Parliamentary Budget Office: Medium-term targets are over-optimistic

The report also indirectly accuses SYRIZA of limiting the public debate to a “misleading dilemma: Memorandum or No more Memoranda”

The Parliamentary Budget Office characterizes as overly optimistic the Primary Surplus targets of the Medium Term Plan for the next four years, stressing the need “to revise the primary surplus targets downwards”.

Essentially questioning the key points of the Government’s “success story”, the report’s authors point out that the achievement of a primary surplus in 2013 and Greece’s exit to the markets “do not mark the definitive end of a long and full of obstacles road”.
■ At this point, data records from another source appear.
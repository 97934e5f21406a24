//! Static model price table and cost estimation
//!
//! Costs are computed from per-million-token input/output rates. Models
//! missing from the table are billed at zero, so an unknown model never
//! fails a turn; it just contributes nothing to the estimated cost.
//!
//! No rounding is applied here. Display formatting (4-6 decimal places)
//! is the caller's concern.

/// Per-million-token pricing for a single model
#[derive(Debug, Clone, Copy, PartialEq)]
pub struct PriceEntry {
    /// USD per million prompt tokens
    pub input_per_million: f64,
    /// USD per million completion tokens
    pub output_per_million: f64,
}

/// Compiled-in price table: model identifier to per-million-token rates.
///
/// Kept as a plain slice; the table is small enough that a linear scan
/// beats the overhead of a map.
pub const PRICE_TABLE: &[(&str, PriceEntry)] = &[
    (
        "llama-3.1-8b-instant",
        PriceEntry {
            input_per_million: 0.05,
            output_per_million: 0.08,
        },
    ),
    (
        "llama-3.3-70b-versatile",
        PriceEntry {
            input_per_million: 0.59,
            output_per_million: 0.79,
        },
    ),
    (
        "openai/gpt-oss-20b",
        PriceEntry {
            input_per_million: 0.10,
            output_per_million: 0.50,
        },
    ),
    (
        "openai/gpt-oss-120b",
        PriceEntry {
            input_per_million: 0.15,
            output_per_million: 0.75,
        },
    ),
    (
        "qwen/qwen3-32b",
        PriceEntry {
            input_per_million: 0.29,
            output_per_million: 0.59,
        },
    ),
    (
        "moonshotai/kimi-k2-instruct",
        PriceEntry {
            input_per_million: 1.00,
            output_per_million: 3.00,
        },
    ),
];

/// Look up the price entry for a model
///
/// # Arguments
///
/// * `model` - Model identifier (e.g. "llama-3.1-8b-instant")
///
/// # Returns
///
/// Returns the price entry, or None when the model is not in the table
///
/// # Examples
///
/// ```
/// use chatledger::pricing::price_for;
///
/// assert!(price_for("llama-3.1-8b-instant").is_some());
/// assert!(price_for("foo/bar").is_none());
/// ```
pub fn price_for(model: &str) -> Option<PriceEntry> {
    PRICE_TABLE
        .iter()
        .find(|(name, _)| *name == model)
        .map(|(_, entry)| *entry)
}

/// Estimate the dollar cost of a completion
///
/// Unknown models are treated as zero-rated in both directions, which
/// yields a cost of 0 rather than an error.
///
/// # Arguments
///
/// * `model` - Model identifier
/// * `prompt_tokens` - Tokens consumed by the prompt
/// * `completion_tokens` - Tokens produced by the completion
///
/// # Returns
///
/// The estimated cost in USD, unrounded
///
/// # Examples
///
/// ```
/// use chatledger::pricing::estimate_cost;
///
/// let cost = estimate_cost("llama-3.1-8b-instant", 1_000_000, 500_000);
/// assert!((cost - 0.09).abs() < 1e-12);
/// ```
pub fn estimate_cost(model: &str, prompt_tokens: u64, completion_tokens: u64) -> f64 {
    let entry = price_for(model).unwrap_or(PriceEntry {
        input_per_million: 0.0,
        output_per_million: 0.0,
    });

    let input_cost = (prompt_tokens as f64 / 1_000_000.0) * entry.input_per_million;
    let output_cost = (completion_tokens as f64 / 1_000_000.0) * entry.output_per_million;

    input_cost + output_cost
}

/// Estimate token count from text length
///
/// Fallback estimator only: chars / 4 approximates GPT tokenization for
/// English text. Used when no provider-reported usage arrived for a turn;
/// never blended with authoritative counts.
///
/// # Arguments
///
/// * `text` - The text to estimate
/// * `chars_per_token` - Divisor, normally 4 (see `usage.chars_per_token`)
///
/// # Examples
///
/// ```
/// use chatledger::pricing::estimate_tokens_from_chars;
///
/// assert_eq!(estimate_tokens_from_chars("test", 4), 1);
/// assert_eq!(estimate_tokens_from_chars("hello world", 4), 3);
/// ```
pub fn estimate_tokens_from_chars(text: &str, chars_per_token: usize) -> u64 {
    let divisor = chars_per_token.max(1);
    ((text.chars().count() + divisor - 1) / divisor) as u64
}
//! chatledger - Streaming chat CLI with usage and cost bookkeeping
//!
//! This library provides the core functionality for chatledger: a
//! streaming chat client that decodes `data:`-framed server responses,
//! accumulates assistant replies delta by delta, and keeps a persistent
//! ledger of message counts, token usage, and estimated cost.
//!
//! # Architecture
//!
//! The library is organized into the following modules:
//!
//! - `client`: Completion request, HTTP backend, and stream decoding
//! - `session`: Messages, the in-flight accumulator, and the turn driver
//! - `ledger`: Usage statistics accumulation and the persistence seam
//! - `pricing`: Compiled-in price table and token/cost estimation
//! - `storage`: SQLite persistence for stats and cached conversations
//! - `config`: Configuration management and validation
//! - `error`: Error types and result aliases
//! - `cli`: Command-line interface definition
//!
//! # Example
//!
//! ```no_run
//! use chatledger::cli::Cli;
//! use chatledger::config::Config;
//! use clap::Parser;
//!
//! #[tokio::main]
//! async fn main() -> anyhow::Result<()> {
//!     let cli = Cli::parse_from(["chatledger", "usage", "show"]);
//!     let config = Config::load("config.yaml", &cli)?;
//!     config.validate()?;
//!
//!     // Session usage would go here
//!     Ok(())
//! }
//! ```

pub mod cli;
pub mod client;
pub mod commands;
pub mod config;
pub mod error;
pub mod ledger;
pub mod pricing;
pub mod session;
pub mod storage;

// Re-export commonly used types
pub use client::{CompletionBackend, CompletionClient, StreamDecoder, StreamRecord};
pub use config::Config;
pub use error::{ChatLedgerError, Result};
pub use ledger::{StatsStore, UsageLedger, UsageStats};
pub use session::{ChatMessage, ChatSession, Conversation, MessageAccumulator, Role};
At the same time, the opposition party is also indirectly accused of limiting the public debate to a “misleading dilemma: Memorandum or No more Memoranda”.

More specifically, the quarterly report (January to March 2014) states that the targets of the Medium Term “although moderated for the period 2014 – 2015 are overly optimistic, especially for the period 2016-2018”. The report explains that primary surpluses are achieved either by further reducing wasteful spending in the public sector or by increasing tax revenue.

It is stressed however that “government spending is almost impossible to be further reduced without adverse consequences” and that “due to the current decline in incomes and the continuing redesigning of the tax system, an optimistic forecast for rapid growth of revenues and limiting of tax evasion is impossible”!

The authors of the report point out that talks on debt relief should begin as soon as possible, claiming that “the situation in Europe is favorable, as the initial choices regarding financial management and debt are being reviewed”.